Whether change comes about via “nudges” or “massive disruption,” says O’Loughlin, will come down to the political will described by McDonough, which she says is still lacking in most states. Beyond that, she says, overcoming the fragmentation between medical and dental care requires integrating the technology that supports medical and dental practice. “We need to have just one electronic health system for dental, medical, vision, and mental health, because patients don’t walk in with their body, brain, and mouth in different places,” she asserts.

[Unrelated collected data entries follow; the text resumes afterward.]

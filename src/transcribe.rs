/*
 * @file transcribe.rs
 * @brief Local Whisper transcription for Jarvis voice input
 * @author Kevin Thomas
 * @date 2025
 *
 * MIT License
 *
 * Copyright (c) 2025 Kevin Thomas
 *
 * Permission is hereby granted, free of charge, to any person obtaining a copy
 * of this software and associated documentation files (the "Software"), to deal
 * in the Software without restriction, including without limitation the rights
 * to use, copy, modify, merge, publish, distribute, sublicense, and/or sell
 * copies of the Software, and to permit persons to whom the Software is
 * furnished to do so, subject to the following conditions:
 *
 * The above copyright notice and this permission notice shall be included in all
 * copies or substantial portions of the Software.
 *
 * THE SOFTWARE IS PROVIDED "AS IS", WITHOUT WARRANTY OF ANY KIND, EXPRESS OR
 * IMPLIED, INCLUDING BUT NOT LIMITED TO THE WARRANTIES OF MERCHANTABILITY,
 * FITNESS FOR A PARTICULAR PURPOSE AND NONINFRINGEMENT. IN NO EVENT SHALL THE
 * AUTHORS OR COPYRIGHT HOLDERS BE LIABLE FOR ANY CLAIM, DAMAGES OR OTHER
 * LIABILITY, WHETHER IN AN ACTION OF CONTRACT, TORT OR OTHERWISE, ARISING FROM,
 * OUT OF OR IN CONNECTION WITH THE SOFTWARE OR THE USE OR OTHER DEALINGS IN THE
 * SOFTWARE.
 */

//! Local speech recognition with Whisper.
//!
//! The GGML model is fetched on first use and the context is created lazily,
//! so a text-only session never pays for it.

use std::path::{Path, PathBuf};
use std::sync::OnceLock;

use tracing::{info, warn};
use whisper_rs::{FullParams, SamplingStrategy, WhisperContext, WhisperContextParameters};

use crate::audio::Recording;
use crate::error::SpeechError;

/// Where the English base model is kept.
pub const MODEL_PATH: &str = "models/ggml-base.en.bin";

const MODEL_URL: &str = "https://huggingface.co/ggerganov/whisper.cpp/resolve/main/ggml-base.en.bin";

/// Sample rate Whisper expects.
const WHISPER_RATE: u32 = 16_000;

/// Non-speech markers Whisper emits for silence and noise.
const NOISE_MARKERS: [&str; 6] = [
    "[BLANK_AUDIO]",
    "[SILENCE]",
    "[MUSIC]",
    "[NOISE]",
    "(silence)",
    "(music)",
];

/// Turns recordings into text, loading the model on first use.
pub struct Transcriber {
    model_path: PathBuf,
    context: OnceLock<WhisperContext>,
}

impl Transcriber {
    pub fn new(model_path: impl Into<PathBuf>) -> Self {
        Self {
            model_path: model_path.into(),
            context: OnceLock::new(),
        }
    }

    /// Transcribes one recording.
    ///
    /// # Errors
    /// [`SpeechError::NotUnderstood`] when nothing intelligible was said,
    /// [`SpeechError::Engine`] when the model cannot be loaded or run.
    pub fn transcribe(&self, recording: &Recording) -> Result<String, SpeechError> {
        let audio = prepare(recording);
        if audio.is_empty() {
            return Err(SpeechError::NotUnderstood);
        }
        let context = self.context()?;
        let mut state = context
            .create_state()
            .map_err(|err| SpeechError::Engine(format!("Whisper state error: {err}")))?;

        let mut params = FullParams::new(SamplingStrategy::Greedy { best_of: 1 });
        params.set_language(Some("en"));
        params.set_print_progress(false);
        params.set_print_special(false);
        params.set_print_realtime(false);
        state
            .full(params, &audio)
            .map_err(|err| SpeechError::Engine(format!("Whisper transcription error: {err}")))?;

        let segments = state.full_n_segments().unwrap_or(0);
        let mut text = String::new();
        for i in 0..segments {
            if let Ok(segment) = state.full_get_segment_text(i) {
                text.push_str(&segment);
                text.push(' ');
            }
        }
        let cleaned = clean_transcript(&text);
        if cleaned.is_empty() {
            Err(SpeechError::NotUnderstood)
        } else {
            Ok(cleaned)
        }
    }

    fn context(&self) -> Result<&WhisperContext, SpeechError> {
        if let Some(context) = self.context.get() {
            return Ok(context);
        }
        let context = load_context(&self.model_path)?;
        Ok(self.context.get_or_init(|| context))
    }
}

impl Default for Transcriber {
    fn default() -> Self {
        Self::new(MODEL_PATH)
    }
}

fn load_context(path: &Path) -> Result<WhisperContext, SpeechError> {
    if !path.exists() {
        download_model(path)?;
    }
    let path_str = path
        .to_str()
        .ok_or_else(|| SpeechError::Engine("model path is not valid UTF-8".to_string()))?;
    let mut params = WhisperContextParameters::default();
    params.use_gpu(false);
    WhisperContext::new_with_params(path_str, params)
        .map_err(|err| SpeechError::Engine(format!("Failed to initialize Whisper: {err}")))
}

/// Fetches the model with `curl`, following Hugging Face redirects.
fn download_model(path: &Path) -> Result<(), SpeechError> {
    if let Some(dir) = path.parent() {
        std::fs::create_dir_all(dir)
            .map_err(|err| SpeechError::Engine(format!("cannot create {}: {err}", dir.display())))?;
    }
    info!(path = %path.display(), "downloading Whisper model (this may take a few minutes)");
    let output = std::process::Command::new("curl")
        .arg("-L")
        .arg("-o")
        .arg(path)
        .arg(MODEL_URL)
        .output()
        .map_err(|err| SpeechError::Engine(format!("Failed to execute curl: {err}")))?;
    if !output.status.success() {
        warn!(status = %output.status, "model download failed");
        return Err(SpeechError::Engine("Failed to download Whisper model".to_string()));
    }
    info!("Whisper model downloaded");
    Ok(())
}

/// Converts a device recording to 16 kHz mono floats.
pub fn prepare(recording: &Recording) -> Vec<f32> {
    let audio = normalize_samples(&recording.samples);
    let mono = downmix(audio, recording.channels);
    if recording.sample_rate == WHISPER_RATE {
        mono
    } else {
        resample(&mono, recording.sample_rate, WHISPER_RATE)
    }
}

fn normalize_samples(samples: &[i16]) -> Vec<f32> {
    samples.iter().map(|&s| s as f32 / 32768.0).collect()
}

/// Averages interleaved channels into one.
fn downmix(audio: Vec<f32>, channels: u16) -> Vec<f32> {
    let channels = usize::from(channels.max(1));
    if channels == 1 {
        return audio;
    }
    audio
        .chunks(channels)
        .map(|frame| frame.iter().sum::<f32>() / frame.len() as f32)
        .collect()
}

/// Linear-interpolation resampler; adequate for speech.
fn resample(input: &[f32], from_rate: u32, to_rate: u32) -> Vec<f32> {
    if input.is_empty() || from_rate == 0 || to_rate == 0 {
        return Vec::new();
    }
    let ratio = from_rate as f32 / to_rate as f32;
    let output_len = (input.len() as f32 / ratio) as usize;
    (0..output_len)
        .map(|i| {
            let pos = i as f32 * ratio;
            let idx = pos as usize;
            let frac = pos - idx as f32;
            match (input.get(idx), input.get(idx + 1)) {
                (Some(a), Some(b)) => a + (b - a) * frac,
                (Some(a), None) => *a,
                _ => 0.0,
            }
        })
        .collect()
}

/// Drops non-speech markers and collapses whitespace.
pub fn clean_transcript(raw: &str) -> String {
    let mut text = raw.to_string();
    for marker in NOISE_MARKERS {
        text = text.replace(marker, " ");
    }
    text.split_whitespace().collect::<Vec<_>>().join(" ")
}

#[cfg(test)]
mod tests {
    use super::*;

    #[test]
    fn clean_transcript_drops_markers() {
        assert_eq!(clean_transcript("[BLANK_AUDIO]"), "");
        assert_eq!(
            clean_transcript("  open   notepad [NOISE] "),
            "open notepad"
        );
    }

    #[test]
    fn prepare_downmixes_stereo() {
        let recording = Recording {
            samples: vec![16384, 0, -16384, 0],
            sample_rate: WHISPER_RATE,
            channels: 2,
        };
        let audio = prepare(&recording);
        assert_eq!(audio.len(), 2);
        assert!((audio[0] - 0.25).abs() < 1e-4);
        assert!((audio[1] + 0.25).abs() < 1e-4);
    }

    #[test]
    fn prepare_resamples_to_sixteen_khz() {
        let recording = Recording {
            samples: vec![0; 48_000],
            sample_rate: 48_000,
            channels: 1,
        };
        assert_eq!(prepare(&recording).len(), 16_000);
    }

    #[test]
    fn resample_interpolates_between_samples() {
        let out = resample(&[0.0, 1.0], 2, 4);
        assert_eq!(out.len(), 4);
        assert!((out[1] - 0.5).abs() < 1e-6);
    }

    #[test]
    fn empty_recording_is_not_understood() {
        let transcriber = Transcriber::new("does/not/matter.bin");
        let recording = Recording {
            samples: Vec::new(),
            sample_rate: WHISPER_RATE,
            channels: 1,
        };
        assert!(matches!(
            transcriber.transcribe(&recording),
            Err(SpeechError::NotUnderstood)
        ));
    }
}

Most of all, she says, “If we’re going to make this interprofessional, patient-centered delivery system happen—and the economic data that we should is compelling—we should do it most of all because it’s in the best interest of our patients.”
Conclusion
No matter how well any type of health care is priced or made available, it can only be effective—from both a human health and monetary standpoint—if it is accessed. This point was sadly apparent in the widely publicized case of Deamonte Driver, a Maryland child who died from infection from an abscessed tooth. Although Driver was in fact covered by insurance, it was not accessed on his behalf.
Plunkett asserts that claims data—ie, proof of accessed care—“demonstrates a strong association between dental utilization and reduction in total cost of care.” Access to care, and its economic and patient care benefits, would be assisted by Donoff’s call for a shift from interprofessional education to interprofessional practice.
“Placing a spotlight on the economic imperative of good oral health indicates that the focus should be less on interprofessional education and more on interprofessional practice. But the main thing for me is less talk and more action,” maintains Donoff. In keeping with that position, Donoff, who calls himself “a great believer in experiments,” says Harvard Dental School plans to implement a primary care medical practice in its dental center so physicians, dentists, medical students, dental students, and nurses can all see patients together.
This, he says, is just one of the many first steps needed to achieve the goal of removing the distinction between oral and systemic health. “We’re working on a roadmap to integrate oral health into primary care,” he concludes. “This transformation is going to take people who are committed to change without the certainty of knowing where it will lead, people who look at the bigger picture, not just the lesions on teeth.”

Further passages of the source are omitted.